Exercise details — Repeat the records below exactly, beginning at the first line and finishing with the line that contains "ran to completion.".

(Stored dataset items)
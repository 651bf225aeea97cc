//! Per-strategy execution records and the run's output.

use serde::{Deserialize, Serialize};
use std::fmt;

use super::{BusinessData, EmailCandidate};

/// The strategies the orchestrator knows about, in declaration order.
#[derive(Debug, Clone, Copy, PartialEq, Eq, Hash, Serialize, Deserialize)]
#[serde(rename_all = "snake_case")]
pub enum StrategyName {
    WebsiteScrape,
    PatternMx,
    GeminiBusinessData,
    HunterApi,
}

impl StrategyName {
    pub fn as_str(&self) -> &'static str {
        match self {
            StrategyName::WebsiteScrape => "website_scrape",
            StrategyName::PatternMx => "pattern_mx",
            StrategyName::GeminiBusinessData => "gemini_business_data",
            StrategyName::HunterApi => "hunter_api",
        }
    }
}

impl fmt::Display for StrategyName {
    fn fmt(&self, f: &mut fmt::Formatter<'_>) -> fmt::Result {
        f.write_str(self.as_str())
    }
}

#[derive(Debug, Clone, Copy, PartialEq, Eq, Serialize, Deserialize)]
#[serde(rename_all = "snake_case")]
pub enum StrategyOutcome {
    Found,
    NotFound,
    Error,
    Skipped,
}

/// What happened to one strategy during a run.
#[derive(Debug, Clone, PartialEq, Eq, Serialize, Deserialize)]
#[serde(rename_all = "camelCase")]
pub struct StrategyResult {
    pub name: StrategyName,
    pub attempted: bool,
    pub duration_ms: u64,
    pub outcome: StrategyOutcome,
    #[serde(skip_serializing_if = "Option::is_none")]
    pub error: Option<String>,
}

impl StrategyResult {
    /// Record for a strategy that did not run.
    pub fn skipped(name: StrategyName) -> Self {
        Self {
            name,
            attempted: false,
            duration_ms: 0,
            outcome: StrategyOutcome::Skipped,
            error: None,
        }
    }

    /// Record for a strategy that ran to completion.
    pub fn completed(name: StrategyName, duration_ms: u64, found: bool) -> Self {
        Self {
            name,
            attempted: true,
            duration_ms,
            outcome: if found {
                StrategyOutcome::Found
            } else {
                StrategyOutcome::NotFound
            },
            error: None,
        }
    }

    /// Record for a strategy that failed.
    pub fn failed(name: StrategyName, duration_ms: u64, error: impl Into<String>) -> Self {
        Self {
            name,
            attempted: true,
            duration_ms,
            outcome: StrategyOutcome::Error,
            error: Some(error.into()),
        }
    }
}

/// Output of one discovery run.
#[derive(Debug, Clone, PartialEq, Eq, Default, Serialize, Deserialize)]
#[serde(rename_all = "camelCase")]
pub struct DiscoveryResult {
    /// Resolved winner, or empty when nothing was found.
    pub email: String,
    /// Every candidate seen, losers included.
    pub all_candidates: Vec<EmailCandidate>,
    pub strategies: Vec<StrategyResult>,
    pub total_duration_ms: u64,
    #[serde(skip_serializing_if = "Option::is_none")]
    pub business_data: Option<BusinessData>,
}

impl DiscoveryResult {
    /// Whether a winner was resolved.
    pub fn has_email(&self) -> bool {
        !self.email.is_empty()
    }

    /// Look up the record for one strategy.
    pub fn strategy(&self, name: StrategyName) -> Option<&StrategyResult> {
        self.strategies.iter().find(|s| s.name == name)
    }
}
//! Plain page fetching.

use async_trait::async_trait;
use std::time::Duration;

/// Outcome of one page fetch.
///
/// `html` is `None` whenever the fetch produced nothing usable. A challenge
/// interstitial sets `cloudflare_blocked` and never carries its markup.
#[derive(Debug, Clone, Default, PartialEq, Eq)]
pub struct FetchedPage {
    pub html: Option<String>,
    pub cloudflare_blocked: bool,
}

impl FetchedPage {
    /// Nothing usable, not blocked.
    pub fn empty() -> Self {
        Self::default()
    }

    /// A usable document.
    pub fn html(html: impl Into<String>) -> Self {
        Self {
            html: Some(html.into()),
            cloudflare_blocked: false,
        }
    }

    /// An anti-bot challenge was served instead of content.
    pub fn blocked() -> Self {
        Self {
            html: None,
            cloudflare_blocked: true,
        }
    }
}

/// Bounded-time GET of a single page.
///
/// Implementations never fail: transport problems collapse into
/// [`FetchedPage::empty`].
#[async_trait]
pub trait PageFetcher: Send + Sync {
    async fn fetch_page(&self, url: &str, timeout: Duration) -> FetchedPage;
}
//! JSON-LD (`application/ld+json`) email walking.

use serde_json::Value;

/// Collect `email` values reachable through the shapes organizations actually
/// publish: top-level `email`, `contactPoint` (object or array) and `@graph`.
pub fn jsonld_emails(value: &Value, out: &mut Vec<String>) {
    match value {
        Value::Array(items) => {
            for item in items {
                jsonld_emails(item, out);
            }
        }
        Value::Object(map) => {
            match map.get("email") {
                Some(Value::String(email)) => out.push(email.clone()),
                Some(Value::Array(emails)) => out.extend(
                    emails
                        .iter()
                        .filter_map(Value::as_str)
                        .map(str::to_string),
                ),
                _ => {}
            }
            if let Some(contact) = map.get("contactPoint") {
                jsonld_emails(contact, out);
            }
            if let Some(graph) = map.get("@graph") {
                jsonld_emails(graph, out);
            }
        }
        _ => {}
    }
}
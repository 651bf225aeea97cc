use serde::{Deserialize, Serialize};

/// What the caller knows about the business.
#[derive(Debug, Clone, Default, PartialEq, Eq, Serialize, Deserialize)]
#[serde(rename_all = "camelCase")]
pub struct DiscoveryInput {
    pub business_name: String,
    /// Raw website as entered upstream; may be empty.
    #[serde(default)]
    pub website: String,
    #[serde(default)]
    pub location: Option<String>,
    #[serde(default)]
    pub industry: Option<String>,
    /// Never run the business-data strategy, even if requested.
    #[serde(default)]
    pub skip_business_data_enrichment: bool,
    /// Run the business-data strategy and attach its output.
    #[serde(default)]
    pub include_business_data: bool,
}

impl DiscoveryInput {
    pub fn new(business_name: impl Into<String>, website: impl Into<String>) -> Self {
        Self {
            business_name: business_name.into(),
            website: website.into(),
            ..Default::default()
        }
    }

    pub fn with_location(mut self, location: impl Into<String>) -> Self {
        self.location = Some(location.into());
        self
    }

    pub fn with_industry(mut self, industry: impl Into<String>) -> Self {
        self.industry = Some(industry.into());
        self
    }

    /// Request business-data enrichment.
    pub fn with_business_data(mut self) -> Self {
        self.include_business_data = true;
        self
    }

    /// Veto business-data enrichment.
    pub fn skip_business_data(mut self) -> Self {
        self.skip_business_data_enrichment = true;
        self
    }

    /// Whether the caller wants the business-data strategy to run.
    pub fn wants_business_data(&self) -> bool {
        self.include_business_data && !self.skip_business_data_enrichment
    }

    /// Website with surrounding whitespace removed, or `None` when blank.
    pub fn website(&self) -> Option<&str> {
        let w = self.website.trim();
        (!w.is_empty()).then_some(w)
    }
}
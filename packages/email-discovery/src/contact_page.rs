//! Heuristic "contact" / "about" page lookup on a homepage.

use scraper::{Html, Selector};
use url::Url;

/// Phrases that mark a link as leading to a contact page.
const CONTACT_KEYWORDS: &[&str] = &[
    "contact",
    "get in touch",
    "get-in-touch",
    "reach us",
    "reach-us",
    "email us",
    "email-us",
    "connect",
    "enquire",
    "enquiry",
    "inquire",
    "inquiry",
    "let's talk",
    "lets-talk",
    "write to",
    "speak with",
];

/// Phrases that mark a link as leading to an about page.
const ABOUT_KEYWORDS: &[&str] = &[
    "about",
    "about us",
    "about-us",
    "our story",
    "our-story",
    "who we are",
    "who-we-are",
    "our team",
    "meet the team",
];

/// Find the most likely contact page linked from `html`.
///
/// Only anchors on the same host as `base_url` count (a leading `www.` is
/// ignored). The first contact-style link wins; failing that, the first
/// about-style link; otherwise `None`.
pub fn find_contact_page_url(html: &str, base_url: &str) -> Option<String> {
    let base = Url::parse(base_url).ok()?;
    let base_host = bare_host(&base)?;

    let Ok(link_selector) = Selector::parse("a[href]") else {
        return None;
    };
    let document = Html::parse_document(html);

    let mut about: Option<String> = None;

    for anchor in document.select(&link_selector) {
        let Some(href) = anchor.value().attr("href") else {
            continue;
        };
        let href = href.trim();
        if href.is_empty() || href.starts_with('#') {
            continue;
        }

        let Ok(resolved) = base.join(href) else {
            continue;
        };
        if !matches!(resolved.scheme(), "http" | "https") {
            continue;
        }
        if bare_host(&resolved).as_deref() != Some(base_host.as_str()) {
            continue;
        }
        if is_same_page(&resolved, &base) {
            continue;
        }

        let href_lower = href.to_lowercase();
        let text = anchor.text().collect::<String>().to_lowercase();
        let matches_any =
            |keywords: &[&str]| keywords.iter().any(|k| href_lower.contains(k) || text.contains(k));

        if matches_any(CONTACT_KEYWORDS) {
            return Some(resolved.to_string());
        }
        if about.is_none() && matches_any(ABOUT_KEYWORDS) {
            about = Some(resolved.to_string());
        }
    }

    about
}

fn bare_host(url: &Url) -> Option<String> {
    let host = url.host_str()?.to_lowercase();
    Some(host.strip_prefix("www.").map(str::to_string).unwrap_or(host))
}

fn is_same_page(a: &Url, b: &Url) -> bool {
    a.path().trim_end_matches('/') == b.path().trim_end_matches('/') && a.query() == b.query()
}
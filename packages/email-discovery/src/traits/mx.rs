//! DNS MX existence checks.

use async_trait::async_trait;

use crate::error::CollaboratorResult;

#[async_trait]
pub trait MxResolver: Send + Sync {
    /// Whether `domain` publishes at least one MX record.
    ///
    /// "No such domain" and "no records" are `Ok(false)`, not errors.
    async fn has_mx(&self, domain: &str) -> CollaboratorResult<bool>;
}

Response to the exercise —
repository 651bf225aeea97cc
//! Per-strategy execution records and the run's output.

use serde::{Deserialize, Serialize};
use std::fmt;

use super::{BusinessData, EmailCandidate};

/// The strategies the orchestrator knows about, in declaration order.
#[derive(Debug, Clone, Copy, PartialEq, Eq, Hash, Serialize, Deserialize)]
#[serde(rename_all = "snake_case")]
pub enum StrategyName {
    WebsiteScrape,
    PatternMx,
    GeminiBusinessData,
    HunterApi,
}

impl StrategyName {
    pub fn as_str(&self) -> &'static str {
        match self {
            StrategyName::WebsiteScrape => "website_scrape",
            StrategyName::PatternMx => "pattern_mx",
            StrategyName::GeminiBusinessData => "gemini_business_data",
            StrategyName::HunterApi => "hunter_api",
        }
    }
}

impl fmt::Display for StrategyName {
    fn fmt(&self, f: &mut fmt::Formatter<'_>) -> fmt::Result {
        f.write_str(self.as_str())
    }
}

#[derive(Debug, Clone, Copy, PartialEq, Eq, Serialize, Deserialize)]
#[serde(rename_all = "snake_case")]
pub enum StrategyOutcome {
    Found,
    NotFound,
    Error,
    Skipped,
}

/// What happened to one strategy during a run.
#[derive(Debug, Clone, PartialEq, Eq, Serialize, Deserialize)]
#[serde(rename_all = "camelCase")]
pub struct StrategyResult {
    pub name: StrategyName,
    pub attempted: bool,
    pub duration_ms: u64,
    pub outcome: StrategyOutcome,
    #[serde(skip_serializing_if = "Option::is_none")]
    pub error: Option<String>,
}

impl StrategyResult {
    /// Record for a strategy that did not run.
    pub fn skipped(name: StrategyName) -> Self {
        Self {
            name,
            attempted: false,
            duration_ms: 0,
            outcome: StrategyOutcome::Skipped,
            error: None,
        }
    }

    /// Record for a strategy that ran to completion.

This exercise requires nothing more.